On Sep. 7, the Bishops’ Conference published an article titled “What Direction Is Chile Headed In?”, which stated that the new national norms on fertility regulation bring to mind “public policies set by totalitarian regimes that attempt to impose state control over the private lives of people based on authoritarian criteriaàthat do not respect the dignity of human beings.”
In their article, the bishops protest that the new government policy “establishes certain provisions for the entire country that were not subjected to consultation with the public or to parliamentary participation. Establishing ‘norms’ to ‘regulate’ fertility should be the focus of a broad debate, not a unilateral action by the Health Ministry, drawn up by just two organisations representative of a specific ideological tendency.”
In response to the criticism voiced by the Bishops’ Conference, Socialist President Michelle Bachelet said “We paid an extraordinary price in this country to win democracy,” and in the Chile of today, human dignity is guaranteed.

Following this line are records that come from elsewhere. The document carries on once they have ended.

//! Member (roster participant) model.
//!
//! A member is a person who can be assigned to shift slots. Each member
//! carries role tags, a load cap for the roster period, and a fairness
//! weight.
//!
//! # Reference
//! Ernst et al. (2004), "Staff scheduling and rostering: A review of
//! applications, methods and models"

use serde::{Deserialize, Serialize};
use std::collections::HashMap;

/// A member who can be assigned to shift slots.
///
/// Immutable during a generation run.
#[derive(Debug, Clone, Serialize, Deserialize)]
pub struct Member {
    /// Unique member identifier.
    pub id: String,
    /// Human-readable name.
    pub name: String,
    /// Role/skill tags (e.g., "cashier", "committee").
    /// Matched against `ShiftSlot::required_role` and tag quotas.
    pub roles: Vec<String>,
    /// Maximum total assigned time per roster period (ms).
    /// `None` = no cap.
    pub max_load_ms: Option<i64>,
    /// Whether assignments may exceed `max_load_ms`.
    pub overtime_allowed: bool,
    /// Fairness/seniority weight (1.0 = baseline).
    pub weight: f64,
    /// Minimum gap between two of this member's assignments (ms).
    /// 0 = only overlap is forbidden.
    pub min_rest_ms: i64,
    /// Domain-specific key-value metadata.
    pub attributes: HashMap<String, String>,
}

impl Member {
    /// Creates a new member with the given ID.
    pub fn new(id: impl Into<String>) -> Self {
        Self {
            id: id.into(),
            name: String::new(),
            roles: Vec::new(),
            max_load_ms: None,
            overtime_allowed: false,
            weight: 1.0,
            min_rest_ms: 0,
            attributes: HashMap::new(),
        }
    }

    /// Sets the member name.
    pub fn with_name(mut self, name: impl Into<String>) -> Self {
        self.name = name.into();
        self
    }

    /// Adds a role tag.
    pub fn with_role(mut self, role: impl Into<String>) -> Self {
        self.roles.push(role.into());
        self
    }

    /// Sets the load cap for the roster period.
    pub fn with_max_load(mut self, max_load_ms: i64) -> Self {
        self.max_load_ms = Some(max_load_ms);
        self
    }

    /// Allows assignments beyond the load cap.
    pub fn with_overtime(mut self) -> Self {
        self.overtime_allowed = true;
        self
    }

    /// Sets the fairness weight.
    pub fn with_weight(mut self, weight: f64) -> Self {
        self.weight = weight;
        self
    }

    /// Sets the minimum rest gap between assignments.
    pub fn with_min_rest(mut self, min_rest_ms: i64) -> Self {
        self.min_rest_ms = min_rest_ms;
        self
    }

    /// Adds a domain-specific attribute.
    pub fn with_attribute(mut self, key: impl Into<String>, value: impl Into<String>) -> Self {
        self.attributes.insert(key.into(), value.into());
        self
    }

    /// Whether this member carries a given role tag.
    pub fn has_role(&self, role: &str) -> bool {
        self.roles.iter().any(|r| r == role)
    }
}

#[cfg(test)]
mod tests {
    use super::*;

    #[test]
    fn test_member_builder() {
        let m = Member::new("m1")
            .with_name("Alex Kim")
            .with_role("cashier")
            .with_role("committee")
            .with_max_load(40 * 3_600_000)
            .with_weight(1.5)
            .with_min_rest(8 * 3_600_000)
            .with_attribute("team", "front");

        assert_eq!(m.id, "m1");
        assert_eq!(m.name, "Alex Kim");
        assert!(m.has_role("cashier"));
        assert!(m.has_role("committee"));
        assert!(!m.has_role("barista"));
        assert_eq!(m.max_load_ms, Some(144_000_000));
        assert!(!m.overtime_allowed);
        assert!((m.weight - 1.5).abs() < 1e-10);
        assert_eq!(m.min_rest_ms, 28_800_000);
        assert_eq!(m.attributes.get("team"), Some(&"front".to_string()));
    }

    #[test]
    fn test_member_defaults() {
        let m = Member::new("m2");
        assert_eq!(m.max_load_ms, None);
        assert!(!m.overtime_allowed);
        assert!((m.weight - 1.0).abs() < 1e-10);
        assert_eq!(m.min_rest_ms, 0);
        assert!(m.roles.is_empty());
    }

    #[test]
    fn test_overtime_flag() {
        let m = Member::new("m3").with_max_load(1000).with_overtime();
        assert!(m.overtime_allowed);
    }
}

“My task, my obligation and my duty is to guarantee that all Chileansàhave real options in this area, as in others,” said the president, who underlined that she is not imposing her beliefs or her views, “but offering, as any state has the responsibility to do, options for a diverse Chile, a different Chile, where not everyone is equal and not everyone has the same possibilities.”
Paula Salvo, a lawyer with the non-governmental Corporación Humanas, told IPS that “We hope that when the court pronounces itself on the deeper underlying aspects of this issue, it will reject the legal challenges by the parents and the mayors, because they have no legal foundation on which to oppose the implementation of a public policy like this one.”
“Teenagers, as subjects of law, have a right to privacy, to decide who they have sexual relations with and how they protect themselves to prevent pregnancy or disease. And the right to privacy is above that of parental authority,” argued Salvo.
The government says the measure is strictly health-related, aimed at curbing the rise in teenage pregnancy, abortion and the birth of unwanted children. It also clarified that it would promote responsible sexuality among young people, providing them with guidance and information in the public health services.
Prior to the government announcement, the morning after pill was only available free of charge in cases of rape, although it was available by prescription in the country’s pharmacies.